* **Problem description**
The records below are to be transcribed word for word.

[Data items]
-=-=-

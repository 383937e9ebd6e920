// Tick-driven sprite sheet animation
//
// Animations advance once per rendered frame rather than by wall-clock time:
// a clip's `speed` is the number of ticks each frame stays on screen.

use serde::Deserialize;

/// A single animation clip laid out horizontally in one sprite sheet
#[derive(Debug, Clone, Copy, PartialEq, Eq, Deserialize)]
#[serde(rename_all = "camelCase")]
pub struct AnimationClip {
    /// Number of frames in the sheet
    pub frames: u32,
    /// Width of one frame in source pixels
    pub frame_width: u32,
    /// Height of one frame in source pixels
    pub frame_height: u32,
    /// Ticks each frame is held for
    pub speed: u32,
}

impl AnimationClip {
    #[cfg(test)]
    pub fn new(frames: u32, frame_width: u32, frame_height: u32, speed: u32) -> Self {
        Self {
            frames,
            frame_width,
            frame_height,
            speed,
        }
    }

    /// Number of ticks for one full play-through
    #[cfg(test)]
    pub fn cycle_ticks(&self) -> u32 {
        self.frames * self.speed
    }

    /// Index of the final frame
    pub fn last_frame(&self) -> u32 {
        self.frames.saturating_sub(1)
    }

    /// Source rectangle `(x, y, width, height)` of a frame in sheet pixels
    pub fn source_rect(&self, frame: u32) -> (u32, u32, u32, u32) {
        (frame * self.frame_width, 0, self.frame_width, self.frame_height)
    }

    /// Reject clips that would stall or divide by zero when played
    pub fn validate(&self) -> Result<(), &'static str> {
        if self.frames == 0 {
            return Err("frame count must be at least 1");
        }
        if self.speed == 0 {
            return Err("speed must be at least 1 tick per frame");
        }
        if self.frame_width == 0 || self.frame_height == 0 {
            return Err("frame size must be non-zero");
        }
        Ok(())
    }
}

/// Playback position within a clip
#[derive(Debug, Clone, Copy, Default, PartialEq, Eq)]
pub struct AnimationCursor {
    frame: u32,
    timer: u32,
}

impl AnimationCursor {
    pub fn new() -> Self {
        Self::default()
    }

    /// Restart from the first frame
    pub fn reset(&mut self) {
        self.frame = 0;
        self.timer = 0;
    }

    /// Advance by one tick, looping back to frame 0 after the last frame
    pub fn advance(&mut self, clip: &AnimationClip) {
        self.timer += 1;
        if self.timer >= clip.speed {
            self.timer = 0;
            self.frame = (self.frame + 1) % clip.frames.max(1);
        }
    }

    /// True when the next tick completes a full play-through of the clip
    pub fn on_final_tick(&self, clip: &AnimationClip) -> bool {
        self.frame == clip.last_frame() && self.timer == clip.speed.saturating_sub(1)
    }

    pub fn frame(&self) -> u32 {
        self.frame
    }

    #[cfg(test)]
    pub fn timer(&self) -> u32 {
        self.timer
    }
}

#[cfg(test)]
mod tests {
    use super::*;

    #[test]
    fn test_clip_from_json() {
        let clip: AnimationClip = serde_json::from_str(
            r#"{ "frames": 4, "frameWidth": 64, "frameHeight": 48, "speed": 6 }"#,
        )
        .unwrap();
        assert_eq!(clip, AnimationClip::new(4, 64, 48, 6));
        assert_eq!(clip.cycle_ticks(), 24);
        assert_eq!(clip.last_frame(), 3);
    }

    #[test]
    fn test_source_rect_steps_by_frame_width() {
        let clip = AnimationClip::new(4, 64, 48, 6);
        assert_eq!(clip.source_rect(0), (0, 0, 64, 48));
        assert_eq!(clip.source_rect(3), (192, 0, 64, 48));
    }

    #[test]
    fn test_validate_rejects_degenerate_clips() {
        assert!(AnimationClip::new(0, 64, 64, 3).validate().is_err());
        assert!(AnimationClip::new(4, 64, 64, 0).validate().is_err());
        assert!(AnimationClip::new(4, 0, 64, 3).validate().is_err());
        assert!(AnimationClip::new(4, 64, 64, 3).validate().is_ok());
    }

    #[test]
    fn test_cursor_loops_after_full_cycle() {
        let clip = AnimationClip::new(4, 16, 16, 3);
        let mut cursor = AnimationCursor::new();
        for _ in 0..clip.cycle_ticks() {
            cursor.advance(&clip);
        }
        assert_eq!(cursor.frame(), 0);
        assert_eq!(cursor.timer(), 0);
    }

    #[test]
    fn test_cursor_frame_after_partial_ticks() {
        let clip = AnimationClip::new(4, 16, 16, 3);
        let mut cursor = AnimationCursor::new();
        cursor.advance(&clip);
        cursor.advance(&clip);
        assert_eq!(cursor.frame(), 0);
        cursor.advance(&clip);
        assert_eq!(cursor.frame(), 1);
    }

    #[test]
    fn test_final_tick_detection() {
        let clip = AnimationClip::new(2, 16, 16, 5);
        let mut cursor = AnimationCursor::new();
        for _ in 0..9 {
            assert!(!cursor.on_final_tick(&clip));
            cursor.advance(&clip);
        }
        assert!(cursor.on_final_tick(&clip));
    }

    #[test]
    fn test_single_tick_clip() {
        let clip = AnimationClip::new(1, 16, 16, 1);
        let mut cursor = AnimationCursor::new();
        assert!(cursor.on_final_tick(&clip));
        cursor.advance(&clip);
        assert_eq!(cursor.frame(), 0);
    }
}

-=-=-

* **Response to the exercise**
repository 383937e9ebd6e920
// Tick-driven sprite sheet animation
//
// Animations advance once per rendered frame rather than by wall-clock time:
// a clip's `speed` is the number of ticks each frame stays on screen.

use serde::Deserialize;

/// A single animation clip laid out horizontally in one sprite sheet
#[derive(Debug, Clone, Copy, PartialEq, Eq, Deserialize)]
#[serde(rename_all = "camelCase")]
pub struct AnimationClip {
    /// Number of frames in the sheet
    pub frames: u32,
    /// Width of one frame in source pixels
    pub frame_width: u32,
    /// Height of one frame in source pixels
    pub frame_height: u32,
    /// Ticks each frame is held for
    pub speed: u32,
}

impl AnimationClip {
    #[cfg(test)]
    pub fn new(frames: u32, frame_width: u32, frame_height: u32, speed: u32) -> Self {
        Self {
            frames,
            frame_width,
            frame_height,
            speed,
        }
    }

    /// Number of ticks for one full play-through
    #[cfg(test)]
    pub fn cycle_ticks(&self) -> u32 {
        self.frames * self.speed
    }

    /// Index of the final frame
    pub fn last_frame(&self) -> u32 {
        self.frames.saturating_sub(1)
    }

    /// Source rectangle `(x, y, width, height)` of a frame in sheet pixels
    pub fn source_rect(&self, frame: u32) -> (u32, u32, u32, u32) {
        (frame * self.frame_width, 0, self.frame_width, self.frame_height)
    }

    /// Reject clips that would stall or divide by zero when played
    pub fn validate(&self) -> Result<(), &'static str> {
        if self.frames == 0 {
            return Err("frame count must be at least 1");
        }
        if self.speed == 0 {
            return Err("speed must be at least 1 tick per frame");
        }
        if self.frame_width == 0 || self.frame_height == 0 {
            return Err("frame size must be non-zero");
        }
        Ok(())
    }
}

/// Playback position within a clip
#[derive(Debug, Clone, Copy, Default, PartialEq, Eq)]
pub struct AnimationCursor {
    frame: u32,
    timer: u32,
}

impl AnimationCursor {
    pub fn new() -> Self {
        Self::default()
    }

    /// Restart from the first frame
    pub fn reset(&mut self) {
        self.frame = 0;
        self.timer = 0;
    }

    /// Advance by one tick, looping back to frame 0 after the last frame
    pub fn advance(&mut self, clip: &AnimationClip) {
        self.timer += 1;
        if self.timer >= clip.speed {
            self.timer = 0;
            self.frame = (self.frame + 1) % clip.frames.max(1);
        }
    }

    /// True when the next tick completes a full play-through of the clip
    pub fn on_final_tick(&self, clip: &AnimationClip) -> bool {
        self.frame == clip.last_frame() && self.timer == clip.speed.saturating_sub(1)
    }

    pub fn frame(&self) -> u32 {
        self.frame
    }

    #[cfg(test)]
    pub fn timer(&self) -> u32 {
        self.timer
    }
}

#[cfg(test)]
mod tests {
    use super::*;

    #[test]
    fn test_clip_from_json() {
        let clip: AnimationClip = serde_json::from_str(
            r#"{ "frames": 4, "frameWidth": 64, "frameHeight": 48, "speed": 6 }"#,
        )
        .unwrap();
        assert_eq!(clip, AnimationClip::new(4, 64, 48, 6));
        assert_eq!(clip.cycle_ticks(), 24);
        assert_eq!(clip.last_frame(), 3);
    }

    #[test]
    fn test_source_rect_steps_by_frame_width() {
        let clip = AnimationClip::new(4, 64, 48, 6);
        assert_eq!(clip.source_rect(0), (0, 0, 64, 48));
        assert_eq!(clip.source_rect(3), (192, 0, 64, 48));
    }

    #[test]
    fn test_validate_rejects_degenerate_clips() {
        assert!(AnimationClip::new(0, 64, 64, 3).validate().is_err());
        assert!(AnimationClip::new(4, 64, 64, 0).validate().is_err());
        assert!(AnimationClip::new(4, 0, 64, 3).validate().is_err());
        assert!(AnimationClip::new(4, 64, 64, 3).validate().is_ok());
    }

    #[test]
    fn test_cursor_loops_after_full_cycle() {
        let clip = AnimationClip::new(4, 16, 16, 3);
        let mut cursor = AnimationCursor::new();
        for _ in 0..clip.cycle_ticks() {
            cursor.advance(&clip);
        }
        assert_eq!(cursor.frame(), 0);
        assert_eq!(cursor.timer(), 0);
    }

    #[test]
    fn test_cursor_frame_after_partial_ticks() {
        let clip = AnimationClip::new(4, 16, 16, 3);
        let mut cursor = AnimationCursor::new();
        cursor.advance(&clip);
        cursor.advance(&clip);
        assert_eq!(cursor.frame(), 0);
        cursor.advance(&clip);
        assert_eq!(cursor.frame(), 1);
    }

    #[test]
    fn test_final_tick_detection() {
        let clip = AnimationClip::new(2, 16, 16, 5);
        let mut cursor = AnimationCursor::new();
        for _ in 0..9 {
            assert!(!cursor.on_final_tick(&clip));
            cursor.advance(&clip);
        }
        assert!(cursor.on_final_tick(&clip));
    }

    #[test]
    fn test_single_tick_clip() {
        let clip = AnimationClip::new(1, 16, 16, 1);
        let mut cursor = AnimationCursor::new();
        assert!(cursor.on_final_tick(&clip));
        cursor.advance(&clip);
        assert_eq!(cursor.frame(), 0);
    }
}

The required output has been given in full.